▶ [WORK TO COMPLETE]
Your task is to copy every line below that contains the word "entries".

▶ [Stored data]
· · · · ·

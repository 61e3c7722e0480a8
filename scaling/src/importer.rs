use std::sync::Arc;

use tokio::sync::mpsc::Receiver;
use tracing::{debug, info, warn};

use common::err::scaling_error::ReError;
use common::err::CResult;
use connection::{DataSourceProvider, PooledConnection};

use crate::config::sync_config::ImporterConfig;
use crate::position::{Position, PositionTracker};
use crate::record::{DataRecord, RecordBatch, RecordOp};
use crate::task::progress::TaskProgress;
use crate::task::signal::StopSignal;
use crate::task::task_id::TaskId;

/// Importer 的结束方式，携带最后一次提交的位点
#[derive(Debug, Clone, PartialEq, Eq)]
pub enum ImportOutcome {
    /// 上游关闭了通道，已收到的批次全部提交
    Drained(Position),

    /// 收到停止信号
    Stopped(Position),
}

/// 目标端写入。
///
/// 每批在一个事务内提交，以主键 upsert / delete，重复应用同一批的结果不变；
/// 提交成功后把该批的终止位点写入 PositionTracker。超过 batch_size 的批次拆成多个事务，
/// 每个事务提交后位点前移到其最后一条记录。
pub struct Importer {
    task_id: TaskId,

    config: ImporterConfig,

    provider: Arc<DataSourceProvider>,

    tracker: Arc<PositionTracker>,

    progress: Arc<TaskProgress>,
}

impl Importer {
    pub fn new(task_id: TaskId, config: ImporterConfig, provider: Arc<DataSourceProvider>,
               tracker: Arc<PositionTracker>, progress: Arc<TaskProgress>) -> Self {
        Importer {
            task_id,
            config,
            provider,
            tracker,
            progress,
        }
    }

    /// 消费通道直到通道关闭或收到停止信号。停止信号在每批提交之后检查，不会截断批次
    pub async fn run(&self, channel: &mut Receiver<RecordBatch>, signal: &mut StopSignal) -> CResult<ImportOutcome> {
        info!("importer {} start, target {}.{}", self.task_id, self.config.data_source_name(), self.config.table());

        loop {
            let batch = tokio::select! {
                biased;
                _ = signal.stopped() => None,
                batch = channel.recv() => match batch {
                    Some(batch) => Some(batch),
                    None => return Ok(ImportOutcome::Drained(self.tracker.get(&self.task_id))),
                },
            };

            match batch {
                Some(batch) => self.apply(batch).await?,
                None => return Ok(ImportOutcome::Stopped(self.tracker.get(&self.task_id))),
            }

            if signal.is_stopped() {
                return Ok(ImportOutcome::Stopped(self.tracker.get(&self.task_id)));
            }
        }
    }

    /// 提交一批并推进位点
    pub async fn apply(&self, batch: RecordBatch) -> CResult<()> {
        for chunk in batch.records.chunks(*self.config.batch_size()) {
            self.write(chunk).await?;

            if let Some(last) = chunk.last() {
                self.tracker.set(&self.task_id, last.position.clone())?;
            }
            let (inventory, incremental): (Vec<&DataRecord>, Vec<&DataRecord>) =
                chunk.iter().partition(|r| !r.position.is_incremental());
            self.progress.add_inventory_imported(inventory.len() as u64);
            self.progress.add_incremental_events(incremental.len() as u64);
        }

        self.tracker.set(&self.task_id, batch.position.clone())?;
        debug!("importer {} committed {} records, position {}", self.task_id, batch.len(), batch.position);

        Ok(())
    }

    /// 在一个事务内写入，失败时回滚
    async fn write(&self, records: &[DataRecord]) -> CResult<()> {
        let mut conn = self.provider
            .get_connection(self.config.data_source())
            .await
            .map_err(ReError::into_target_write)?;
        conn.begin().await.map_err(ReError::into_target_write)?;

        let rs = match self.write_records(&mut conn, records).await {
            Ok(()) => conn.commit().await,
            Err(e) => Err(e),
        };

        if let Err(e) = rs {
            if conn.in_transaction() {
                if let Err(re) = conn.rollback().await {
                    warn!("importer {} rollback failed: {}", self.task_id, re);
                    conn.discard();
                }
            }
            return Err(e.into_target_write());
        }

        Ok(())
    }

    async fn write_records(&self, conn: &mut PooledConnection, records: &[DataRecord]) -> CResult<()> {
        let table = self.config.table();
        let primary_key = self.config.primary_key();
        for record in records {
            match (record.op, record.row.as_ref()) {
                (RecordOp::Insert | RecordOp::Update, Some(row)) => conn.upsert(table, primary_key, row).await?,
                (RecordOp::Insert | RecordOp::Update, None) => {
                    return Err(ReError::TargetWriteError(format!(
                        "record {} of task {} has no row image", record.key, self.task_id)));
                }
                (RecordOp::Delete, _) => conn.delete(table, &record.key).await?,
            }
        }

        Ok(())
    }
}
pub mod tracing_factory;

use tracing::Level;
use tracing_subscriber::FmtSubscriber;

/// 测试用日志。可重复调用，只有第一次生效
pub fn init_test_log() {
    let subscriber = FmtSubscriber::builder()
        .with_max_level(Level::DEBUG)
        .with_test_writer()
        .finish();
    let _ = tracing::subscriber::set_global_default(subscriber);
}
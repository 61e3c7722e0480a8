pub mod config;
pub mod err;
pub mod log;
pub mod row;
pub mod server;
pub mod pretty_util;
pub mod time_util;
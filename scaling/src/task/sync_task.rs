use std::sync::Arc;

use tokio::sync::mpsc;
use tokio::task::JoinError;
use tracing::{error, info, warn};

use common::err::CResult;
use connection::DataSourceProvider;

use crate::config::sync_config::SyncTaskConfig;
use crate::dumper::{run_dumper, DumpOutcome, DumperContext};
use crate::importer::{ImportOutcome, Importer};
use crate::position::{Position, PositionTracker};
use crate::task::progress::{TaskProgress, TaskStatus};
use crate::task::signal::StopSignal;
use crate::task::task_id::TaskId;

/// 任务的结束方式
#[derive(Debug, Clone, PartialEq, Eq)]
pub enum TaskOutcome {
    /// 仅全量任务已完成
    Finished(Position),

    Stopped(Position),

    Failed(String),
}

/// 同步任务：一个 Dumper 与一个 Importer，经有界通道相连。
///
/// 两端各自运行在独立的 tokio 任务中。任何一端退出都会关闭通道，另一端随之结束，
/// 因此不会出现一端永久挂起的情况。
pub struct SyncTask {
    config: SyncTaskConfig,

    progress: Arc<TaskProgress>,
}

impl SyncTask {
    pub fn new(config: SyncTaskConfig, start: Position) -> Self {
        SyncTask {
            config,
            progress: Arc::new(TaskProgress::new(start)),
        }
    }

    pub fn task_id(&self) -> &TaskId {
        self.config.task_id()
    }

    pub fn config(&self) -> &SyncTaskConfig {
        &self.config
    }

    pub fn progress(&self) -> &Arc<TaskProgress> {
        &self.progress
    }

    /// 从 tracker 中已提交的位点开始运行，直到完成、停止或失败
    pub async fn run(&self, provider: Arc<DataSourceProvider>, tracker: Arc<PositionTracker>,
                     signal: StopSignal) -> TaskOutcome {
        let task_id = self.task_id().clone();
        let start = tracker.get(&task_id);
        if start.is_finished() {
            self.progress.set_status(TaskStatus::Finished);
            return TaskOutcome::Finished(start);
        }

        self.progress.set_status(TaskStatus::Running);
        info!("sync task {} start from {}", task_id, start);

        let (tx, mut rx) = mpsc::channel(*self.config.channel_capacity());

        let ctx = DumperContext {
            config: self.config.dumper().clone(),
            provider: Arc::clone(&provider),
            progress: Arc::clone(&self.progress),
        };
        let dumper = tokio::spawn(run_dumper(ctx, start, tx, signal.clone()));

        let importer = Importer::new(task_id.clone(), self.config.importer().clone(), provider,
                                     Arc::clone(&tracker), Arc::clone(&self.progress));
        let mut importer_signal = signal;
        let importer = tokio::spawn(async move {
            let outcome = importer.run(&mut rx, &mut importer_signal).await;
            // rx 在此释放，阻塞中的 Dumper 随即返回
            outcome
        });

        let (dumped, imported) = tokio::join!(dumper, importer);
        let outcome = resolve(&task_id, dumped, imported, tracker.get(&task_id));

        match &outcome {
            TaskOutcome::Finished(p) => {
                info!("sync task {} finished at {}", task_id, p);
                self.progress.set_status(TaskStatus::Finished);
            }
            TaskOutcome::Stopped(p) => {
                info!("sync task {} stopped at {}", task_id, p);
                self.progress.set_status(TaskStatus::Stopped);
            }
            TaskOutcome::Failed(reason) => {
                error!("sync task {} failed: {}", task_id, reason);
                self.progress.set_status(TaskStatus::Failed(reason.clone()));
            }
        }

        outcome
    }
}

fn resolve(task_id: &TaskId,
           dumped: Result<CResult<DumpOutcome>, JoinError>,
           imported: Result<CResult<ImportOutcome>, JoinError>,
           committed: Position) -> TaskOutcome {
    // 写入端的异常优先，读取端常因通道关闭而随之退出
    let imported = match imported {
        Ok(Ok(outcome)) => outcome,
        Ok(Err(e)) => return TaskOutcome::Failed(e.to_string()),
        Err(e) => return TaskOutcome::Failed(format!("importer aborted: {}", e)),
    };
    let dumped = match dumped {
        Ok(Ok(outcome)) => outcome,
        Ok(Err(e)) => return TaskOutcome::Failed(e.to_string()),
        Err(e) => return TaskOutcome::Failed(format!("dumper aborted: {}", e)),
    };

    match (dumped, imported) {
        (DumpOutcome::Exhausted(_), ImportOutcome::Drained(p)) if p.is_finished() => TaskOutcome::Finished(p),
        (DumpOutcome::Exhausted(d), ImportOutcome::Drained(p)) => {
            warn!("sync task {} drained at {} before reaching {}", task_id, p, d);
            TaskOutcome::Stopped(committed)
        }
        _ => TaskOutcome::Stopped(committed),
    }
}
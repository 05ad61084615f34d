pub mod leaderboard;

pub use leaderboard::{load_config_default, load_config_from, EmptyPolicy, LeaderboardConfig};
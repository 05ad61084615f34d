//! # Ranking
//! Score aggregation and ordering.
//!
//! Rows from one fetch are folded into one [`TeamScore`] per team name, then
//! sorted into a [`RankingSnapshot`]. Ties keep aggregation (first-seen)
//! order so the board does not jitter between polls.

use std::cmp::Ordering;
use std::collections::HashMap;

use serde::{Deserialize, Serialize};

use crate::ingest::types::RowRecord;

#[derive(Debug, Clone, PartialEq, Serialize, Deserialize)]
pub struct TeamScore {
    pub team_name: String,
    pub total_score: f64,
}

impl TeamScore {
    pub fn new(team_name: impl Into<String>, total_score: f64) -> Self {
        Self {
            team_name: team_name.into(),
            total_score,
        }
    }
}

/// Teams sorted by total score, highest first. Team names are unique.
#[derive(Debug, Clone, Default, PartialEq, Serialize, Deserialize)]
#[serde(transparent)]
pub struct RankingSnapshot {
    entries: Vec<TeamScore>,
}

impl RankingSnapshot {
    pub fn entries(&self) -> &[TeamScore] {
        &self.entries
    }

    pub fn len(&self) -> usize {
        self.entries.len()
    }

    pub fn is_empty(&self) -> bool {
        self.entries.is_empty()
    }

    /// 0-based rank of `team_name`, if present.
    pub fn position_of(&self, team_name: &str) -> Option<usize> {
        self.entries.iter().position(|t| t.team_name == team_name)
    }

    pub fn iter(&self) -> std::slice::Iter<'_, TeamScore> {
        self.entries.iter()
    }
}

impl<'a> IntoIterator for &'a RankingSnapshot {
    type Item = &'a TeamScore;
    type IntoIter = std::slice::Iter<'a, TeamScore>;

    fn into_iter(self) -> Self::IntoIter {
        self.entries.iter()
    }
}

/// Sum scores per team, preserving first-seen order. Empty in, empty out.
///
/// Each team's scores are added in ascending order rather than row order, so
/// fractional totals come out bit-identical however the sheet is sorted.
pub fn aggregate(rows: &[RowRecord]) -> Vec<TeamScore> {
    let mut index: HashMap<&str, usize> = HashMap::with_capacity(rows.len());
    let mut parts: Vec<(&str, Vec<f64>)> = Vec::new();

    for row in rows {
        match index.get(row.team_name.as_str()) {
            Some(&i) => parts[i].1.push(row.score),
            None => {
                index.insert(row.team_name.as_str(), parts.len());
                parts.push((row.team_name.as_str(), vec![row.score]));
            }
        }
    }

    parts
        .into_iter()
        .map(|(name, mut scores)| {
            scores.sort_by(f64::total_cmp);
            TeamScore::new(name, scores.into_iter().sum::<f64>())
        })
        .collect()
}

/// Order by total score descending. `sort_by` is stable, so equal totals
/// keep their input order.
pub fn build_ranking(mut scores: Vec<TeamScore>) -> RankingSnapshot {
    scores.sort_by(|a, b| {
        b.total_score
            .partial_cmp(&a.total_score)
            .unwrap_or(Ordering::Equal)
    });
    RankingSnapshot { entries: scores }
}

/// Parse-free convenience: aggregate then rank.
pub fn rank_rows(rows: &[RowRecord]) -> RankingSnapshot {
    build_ranking(aggregate(rows))
}
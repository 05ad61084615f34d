// src/config/leaderboard.rs
use anyhow::{anyhow, bail, Context, Result};
use serde::{Deserialize, Serialize};
use std::collections::HashSet;
use std::fs;
use std::path::{Path, PathBuf};
use std::time::Duration;

use crate::ingest::providers::http_csv::MAX_ATTEMPTS;
use crate::ingest::types::Source;

pub const ENV_CONFIG_PATH: &str = "LEADERBOARD_CONFIG_PATH";
pub const ENV_POLL_INTERVAL_SECS: &str = "LEADERBOARD_POLL_INTERVAL_SECS";

pub const DEFAULT_TOML_PATH: &str = "config/leaderboard.toml";
pub const DEFAULT_JSON_PATH: &str = "config/leaderboard.json";

fn default_poll_interval_secs() -> u64 {
    10
}
fn default_request_timeout_secs() -> u64 {
    10
}
fn default_max_attempts() -> u8 {
    1
}
fn default_cache_buster_param() -> String {
    "t".to_string()
}

/// What to do when a payload has data lines but none of them is usable.
#[derive(Debug, Clone, Copy, Default, PartialEq, Eq, Serialize, Deserialize)]
#[serde(rename_all = "snake_case")]
pub enum EmptyPolicy {
    /// Publish an empty snapshot, same as any other result.
    #[default]
    AwaitResults,
    /// Treat it as a failed fetch.
    Strict,
}

#[derive(Debug, Clone, Serialize, Deserialize)]
pub struct LeaderboardConfig {
    #[serde(default = "default_poll_interval_secs")]
    pub poll_interval_secs: u64,
    #[serde(default = "default_request_timeout_secs")]
    pub request_timeout_secs: u64,
    /// Total attempts per fetch (1 = no retry).
    #[serde(default = "default_max_attempts")]
    pub max_attempts: u8,
    #[serde(default = "default_cache_buster_param")]
    pub cache_buster_param: String,
    #[serde(default)]
    pub empty_policy: EmptyPolicy,
    pub sources: Vec<Source>,
}

impl Default for LeaderboardConfig {
    fn default() -> Self {
        Self {
            poll_interval_secs: default_poll_interval_secs(),
            request_timeout_secs: default_request_timeout_secs(),
            max_attempts: default_max_attempts(),
            cache_buster_param: default_cache_buster_param(),
            empty_policy: EmptyPolicy::default(),
            sources: builtin_sources(),
        }
    }
}

impl LeaderboardConfig {
    pub fn poll_interval(&self) -> Duration {
        Duration::from_secs(self.poll_interval_secs)
    }

    pub fn request_timeout(&self) -> Duration {
        Duration::from_secs(self.request_timeout_secs)
    }

    pub fn source(&self, id: &str) -> Option<&Source> {
        self.sources.iter().find(|s| s.id == id)
    }

    /// Reject configurations the engine cannot run with.
    pub fn validate(&self) -> Result<()> {
        if self.sources.is_empty() {
            bail!("no sources configured");
        }
        if self.poll_interval_secs == 0 {
            bail!("poll_interval_secs must be > 0");
        }
        if !(1..=MAX_ATTEMPTS).contains(&self.max_attempts) {
            bail!("max_attempts must be between 1 and {MAX_ATTEMPTS}");
        }
        if self.cache_buster_param.trim().is_empty() {
            bail!("cache_buster_param must not be empty");
        }
        let mut seen = HashSet::new();
        for s in &self.sources {
            if s.id.trim().is_empty() {
                bail!("source with empty id (display_name '{}')", s.display_name);
            }
            if !seen.insert(s.id.as_str()) {
                bail!("duplicate source id '{}'", s.id);
            }
            let url = reqwest::Url::parse(&s.endpoint)
                .with_context(|| format!("source '{}': endpoint is not a URL", s.id))?;
            if !matches!(url.scheme(), "http" | "https") {
                bail!("source '{}': unsupported scheme '{}'", s.id, url.scheme());
            }
        }
        Ok(())
    }
}

/// Load configuration from an explicit path. Supports TOML or JSON formats.
pub fn load_config_from(path: &Path) -> Result<LeaderboardConfig> {
    let content = fs::read_to_string(path)
        .with_context(|| format!("reading leaderboard config from {}", path.display()))?;
    let ext = path
        .extension()
        .and_then(|s| s.to_str())
        .unwrap_or_default()
        .to_ascii_lowercase();
    let mut cfg = parse_config(&content, ext.as_str())?;
    apply_env_overrides(&mut cfg);
    cfg.validate()?;
    Ok(cfg)
}

/// Load configuration using env var + fallbacks:
/// 1) $LEADERBOARD_CONFIG_PATH
/// 2) config/leaderboard.toml
/// 3) config/leaderboard.json
/// 4) built-in sources
pub fn load_config_default() -> Result<LeaderboardConfig> {
    if let Ok(p) = std::env::var(ENV_CONFIG_PATH) {
        let pb = PathBuf::from(p);
        if pb.exists() {
            return load_config_from(&pb);
        } else {
            return Err(anyhow!("{ENV_CONFIG_PATH} points to non-existent path"));
        }
    }
    for p in [DEFAULT_TOML_PATH, DEFAULT_JSON_PATH] {
        let pb = PathBuf::from(p);
        if pb.exists() {
            return load_config_from(&pb);
        }
    }
    let mut cfg = LeaderboardConfig::default();
    apply_env_overrides(&mut cfg);
    cfg.validate()?;
    Ok(cfg)
}

fn parse_config(s: &str, hint_ext: &str) -> Result<LeaderboardConfig> {
    if hint_ext == "json" {
        return serde_json::from_str(s).context("parsing leaderboard config as JSON");
    }
    match toml::from_str::<LeaderboardConfig>(s) {
        Ok(cfg) => Ok(cfg),
        Err(toml_err) => serde_json::from_str(s)
            .map_err(|_| anyhow!("unsupported leaderboard config format: {toml_err}")),
    }
}

fn apply_env_overrides(cfg: &mut LeaderboardConfig) {
    if let Some(secs) = std::env::var(ENV_POLL_INTERVAL_SECS)
        .ok()
        .and_then(|v| v.trim().parse::<u64>().ok())
        .filter(|v| *v > 0)
    {
        cfg.poll_interval_secs = secs;
    }
}

const SHEET_BASE: &str = "https://docs.google.com/spreadsheets/d/e/2PACX-1vTpEsWvBPW5lI63n_e9rLmrW2D9dVEKRAzGZMUu2eZa19Jge0FRWQIomelaLoLRS_gu0RnMscnTRpfg/pub";

/// The school competition feeds the service shipped with.
pub fn builtin_sources() -> Vec<Source> {
    [
        ("ranking1", "ENSINO MÉDIO", "322671126"),
        ("ranking2", "E.I. AO 2°ANO - MANHÃ", "61558089"),
        ("ranking3", "E.I. AO 2°ANO - TARDE", "48058987"),
        ("ranking4", "E.F. I - MANHÃ", "1045355853"),
        ("ranking5", "E.F. I - TARDE", "1874431184"),
        ("ranking6", "E.F. II - MANHÃ", "201984363"),
        ("ranking7", "E.F. II - TARDE", "484061672"),
    ]
    .into_iter()
    .map(|(id, name, gid)| {
        Source::new(
            id,
            name,
            format!("{SHEET_BASE}?gid={gid}&single=true&output=csv"),
        )
    })
    .collect()
}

· · · · ·

▶ [RESPONSE TO THIS EXERCISE]
    entries: Vec<TeamScore>,
    pub fn entries(&self) -> &[TeamScore] {
        &self.entries
        self.entries.len()
        self.entries.is_empty()
        self.entries.iter().position(|t| t.team_name == team_name)
        self.entries.iter()
        self.entries.iter()
    RankingSnapshot { entries: scores }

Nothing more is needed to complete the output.